Writing about disappointment is not easy. It’s hard to face and harder to find the right words when you’ve disappointed someone. We’ve all done it and just want to push it to the back of our mind because it’s a haunting factor in many cases. And today, I’m about to tell you a story where I disappointed a friend. And I haven’t fully remedied the situation.
There is a woman who I met later in life that was a true kindred spirit. I was in my mid-20s and she was in her early 30s at the time. We both loved a fantastic pair of shoes, a funky accessory, and a stimulating conversation. And as women, we know it can be difficult later in life to find those kind of friends that understand us and shop with us like we were 16 years old again sipping on Orange Julius at the mall and figuring out what we would purchase at The Buckle.
(Thank goodness The Buckle obsession has now turned into a plethora of different fashion choices that we can lust over when we go shopping!!)
You know they completely accosted you when you walked into that store, right? You were setting your sights on all three or four levels of clothes hanging on the wall and they wanted to put you in a pair of Lucky jeans as quick as you could say Hello! back.

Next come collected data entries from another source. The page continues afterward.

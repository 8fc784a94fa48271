//! External command execution.
//!
//! A single entry point runs a program either captured (output collected,
//! no terminal) or interactive (stdio inherited from the operator's terminal).
//! A non-zero exit is returned as data so each caller picks its own policy.

use std::path::{Path, PathBuf};
use std::process::{Command, Stdio};

use tracing::debug;

use crate::error::{InstallError, Result};

/// How a command is attached to the terminal.
#[derive(Debug, Clone, Copy, PartialEq, Eq)]
pub enum ExecMode {
    /// Capture stdout and stderr; the operator sees nothing.
    Captured,
    /// Inherit stdin/stdout/stderr so the command can prompt or stream.
    Interactive,
}

/// A program, its arguments, and where and how to run it.
#[derive(Debug, Clone, PartialEq, Eq)]
pub struct Invocation {
    pub program: String,
    pub args: Vec<String>,
    pub cwd: Option<PathBuf>,
    pub env: Vec<(String, String)>,
}

impl Invocation {
    #[must_use]
    pub fn new(program: impl Into<String>) -> Self {
        Self {
            program: program.into(),
            args: Vec::new(),
            cwd: None,
            env: Vec::new(),
        }
    }

    #[must_use]
    pub fn arg(mut self, arg: impl Into<String>) -> Self {
        self.args.push(arg.into());
        self
    }

    #[must_use]
    pub fn args<I, S>(mut self, args: I) -> Self
    where
        I: IntoIterator<Item = S>,
        S: Into<String>,
    {
        self.args.extend(args.into_iter().map(Into::into));
        self
    }

    #[must_use]
    pub fn current_dir(mut self, dir: &Path) -> Self {
        self.cwd = Some(dir.to_path_buf());
        self
    }

    #[must_use]
    pub fn env(mut self, key: impl Into<String>, value: impl Into<String>) -> Self {
        self.env.push((key.into(), value.into()));
        self
    }

    /// Command line as the operator would type it.
    #[must_use]
    pub fn display(&self) -> String {
        std::iter::once(self.program.as_str())
            .chain(self.args.iter().map(String::as_str))
            .collect::<Vec<_>>()
            .join(" ")
    }
}

/// Result of one finished command.
#[derive(Debug, Clone, PartialEq, Eq, Default)]
pub struct CommandOutcome {
    /// Exit status was zero.
    pub success: bool,
    /// Exit code, if the process was not killed by a signal.
    pub code: Option<i32>,
    /// Trimmed stdout. Always empty for interactive runs.
    pub stdout: String,
    /// Trimmed stderr. Always empty for interactive runs.
    pub stderr: String,
}

impl CommandOutcome {
    /// Most useful text to show when the command failed.
    #[must_use]
    pub fn failure_detail(&self) -> String {
        if !self.stderr.is_empty() {
            self.stderr.clone()
        } else if !self.stdout.is_empty() {
            self.stdout.clone()
        } else {
            match self.code {
                Some(code) => format!("exit status {code}"),
                None => "terminated by signal".to_string(),
            }
        }
    }
}

/// Runs external commands.
///
/// Returns `Err` only when the program could not be started at all; a process
/// that ran and exited non-zero is an `Ok` outcome with `success == false`.
pub trait CommandRunner {
    /// # Errors
    ///
    /// Returns [`InstallError::Spawn`] if the program cannot be started.
    fn run(&self, invocation: &Invocation, mode: ExecMode) -> Result<CommandOutcome>;
}

/// Runs commands as real OS processes. Blocks until the child exits.
#[derive(Debug, Clone, Copy, Default)]
pub struct SystemRunner;

impl CommandRunner for SystemRunner {
    fn run(&self, invocation: &Invocation, mode: ExecMode) -> Result<CommandOutcome> {
        let mut command = Command::new(&invocation.program);
        command.args(&invocation.args);
        if let Some(dir) = &invocation.cwd {
            command.current_dir(dir);
        }
        command.envs(invocation.env.iter().map(|(k, v)| (k.as_str(), v.as_str())));

        debug!(command = %invocation.display(), ?mode, cwd = ?invocation.cwd, "Running command");

        let spawn_err = |source| InstallError::Spawn {
            program: invocation.program.clone(),
            source,
        };

        let outcome = match mode {
            ExecMode::Captured => {
                let output = command
                    .stdin(Stdio::null())
                    .stdout(Stdio::piped())
                    .stderr(Stdio::piped())
                    .output()
                    .map_err(spawn_err)?;
                CommandOutcome {
                    success: output.status.success(),
                    code: output.status.code(),
                    stdout: String::from_utf8_lossy(&output.stdout).trim().to_string(),
                    stderr: String::from_utf8_lossy(&output.stderr).trim().to_string(),
                }
            }
            ExecMode::Interactive => {
                let status = command
                    .stdin(Stdio::inherit())
                    .stdout(Stdio::inherit())
                    .stderr(Stdio::inherit())
                    .status()
                    .map_err(spawn_err)?;
                CommandOutcome {
                    success: status.success(),
                    code: status.code(),
                    ..CommandOutcome::default()
                }
            }
        };

        debug!(command = %invocation.display(), success = outcome.success, code = ?outcome.code, "Command finished");
        Ok(outcome)
    }
}
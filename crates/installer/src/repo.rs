//! Worker repository acquisition.
//!
//! Each sync starts from a clean destination: any previous clone is removed
//! before a fresh `git clone`. Local edits in an old clone are lost.

use std::path::{Path, PathBuf};

use tracing::{debug, info};

use crate::config::InstallerSettings;
use crate::error::{InstallError, Result};
use crate::exec::{CommandRunner, ExecMode, Invocation};
use crate::ui;

/// Clones the worker repository into an install directory.
pub struct RepoSync<'a> {
    runner: &'a dyn CommandRunner,
    settings: &'a InstallerSettings,
}

impl<'a> RepoSync<'a> {
    #[must_use]
    pub fn new(runner: &'a dyn CommandRunner, settings: &'a InstallerSettings) -> Self {
        Self { runner, settings }
    }

    /// Remove any existing clone under `install_path`, then clone afresh.
    ///
    /// Returns the repository path.
    ///
    /// # Errors
    ///
    /// Returns [`InstallError::RemoveExisting`] if the old clone cannot be
    /// deleted, or [`InstallError::Clone`] if `git clone` fails or git is
    /// missing.
    pub fn sync(&self, install_path: &Path) -> Result<PathBuf> {
        let repo_path = self.settings.repo_path(install_path);

        Self::remove_existing(&repo_path)?;

        ui::print_step(&format!(
            "Cloning repository from {}...",
            self.settings.repo_url
        ));
        info!(url = %self.settings.repo_url, dest = %install_path.display(), "Cloning repository");

        let clone = Invocation::new("git")
            .args(["clone", self.settings.repo_url.as_str()])
            .current_dir(install_path);

        let spinner = ui::spinner("git clone");
        let result = self.runner.run(&clone, ExecMode::Captured);
        spinner.finish_and_clear();

        match result {
            Ok(outcome) if outcome.success => {}
            Ok(outcome) => {
                return Err(InstallError::Clone {
                    detail: outcome.failure_detail(),
                })
            }
            Err(err) => {
                return Err(InstallError::Clone {
                    detail: err.to_string(),
                })
            }
        }

        ui::print_success(&format!("Repository cloned to {}", repo_path.display()));
        Ok(repo_path)
    }

    fn remove_existing(repo_path: &Path) -> Result<()> {
        let Ok(metadata) = std::fs::symlink_metadata(repo_path) else {
            debug!(path = %repo_path.display(), "No previous clone");
            return Ok(());
        };

        ui::print_info(&format!(
            "Removing existing repository at {}...",
            repo_path.display()
        ));

        let removed = if metadata.is_dir() {
            std::fs::remove_dir_all(repo_path)
        } else {
            std::fs::remove_file(repo_path)
        };
        removed.map_err(|source| InstallError::RemoveExisting {
            path: repo_path.to_path_buf(),
            source,
        })?;

        info!(path = %repo_path.display(), "Removed previous clone");
        ui::print_success("Existing repository removed");
        Ok(())
    }
}
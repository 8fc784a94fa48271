//! Media Library Source Worker installer CLI.
//!
//! Clones the worker, checks Docker, configures library paths and brings the
//! worker up with its own scripts.

use std::process::ExitCode;

use anyhow::{anyhow, Result};
use clap::Parser;
use tracing_subscriber::EnvFilter;

use media_worker_installer::{ui, InstallMode, Installer, SystemRunner, TerminalPrompter};

/// Install and configure the Media Library Source Worker.
#[derive(Parser, Debug)]
#[command(
    name = "media-worker-install",
    version,
    about = "Install and configure Media Library Source Worker",
    long_about = "Install and configure the Media Library Source Worker.\n\n\
                  Clones the worker repository, checks for Docker, writes your\n\
                  library paths into the worker config and starts the worker.\n\n\
                  Re-running is safe: any previous clone is replaced."
)]
struct Cli {
    /// Run in development mode (uses dev.json and STAGE=dev).
    #[arg(long)]
    dev: bool,
}

fn main() -> ExitCode {
    let cli = Cli::parse();

    // Initialize tracing; stderr keeps log lines out of the prompts
    let filter = EnvFilter::try_from_default_env()
        .unwrap_or_else(|_| EnvFilter::new("warn,media_worker_installer=info"));

    tracing_subscriber::fmt()
        .with_env_filter(filter)
        .with_target(false)
        .with_writer(std::io::stderr)
        .init();

    match run(&cli) {
        Ok(()) => ExitCode::SUCCESS,
        Err(err) => {
            ui::print_error(&failure_message(&err));
            ExitCode::FAILURE
        }
    }
}

/// Installer errors already carry their cause in their message.
fn failure_message(err: &anyhow::Error) -> String {
    err.to_string()
}

fn run(cli: &Cli) -> Result<()> {
    let cwd = std::env::current_dir()
        .map_err(|err| anyhow!("Failed to determine current directory: {err}"))?;
    let prompter = TerminalPrompter::new();

    Installer::new(&SystemRunner, &prompter, InstallMode::from_dev_flag(cli.dev), cwd).run()?;
    Ok(())
}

So yes, this woman was fantastic, she IS fantastic. But I moved to Central Ohio and our phone conversations became more infrequent over time. A one hour time difference can be hard on a good friendship. So can a morning shift in TV news. And even better yet, when you have one child and then… another. We would see each other when I went home, because she would demand that we get together over Starbucks (Orange Julius wasn’t even available again at any location like it is now.) I would love that she demanded that and we would have the best catch-up over a very short amount of time. You know how it is when you go back to your hometown when you live out-of-state, you want to fit in time for everyone and it’s hard!!
I hope she doesn’t think I don’t think she’s still a great woman. She is. And if she would happen to read this, I would hope she would hear how sincerely I wish that we have more time together to catch up. Her children are older, less “needy” if you will. And maybe in a few years I’ll have some more time to breathe when mine are that age.
In the meantime, I hope for understanding. And that she knows she matters to me, even though life is chaos right now when you live on your own in a city with no family members.
As women, I think we need to gracefully accept each other where we are… acknowledging that there is no perfection when we’re balancing so much in our lives. We’re not meaning to disappoint.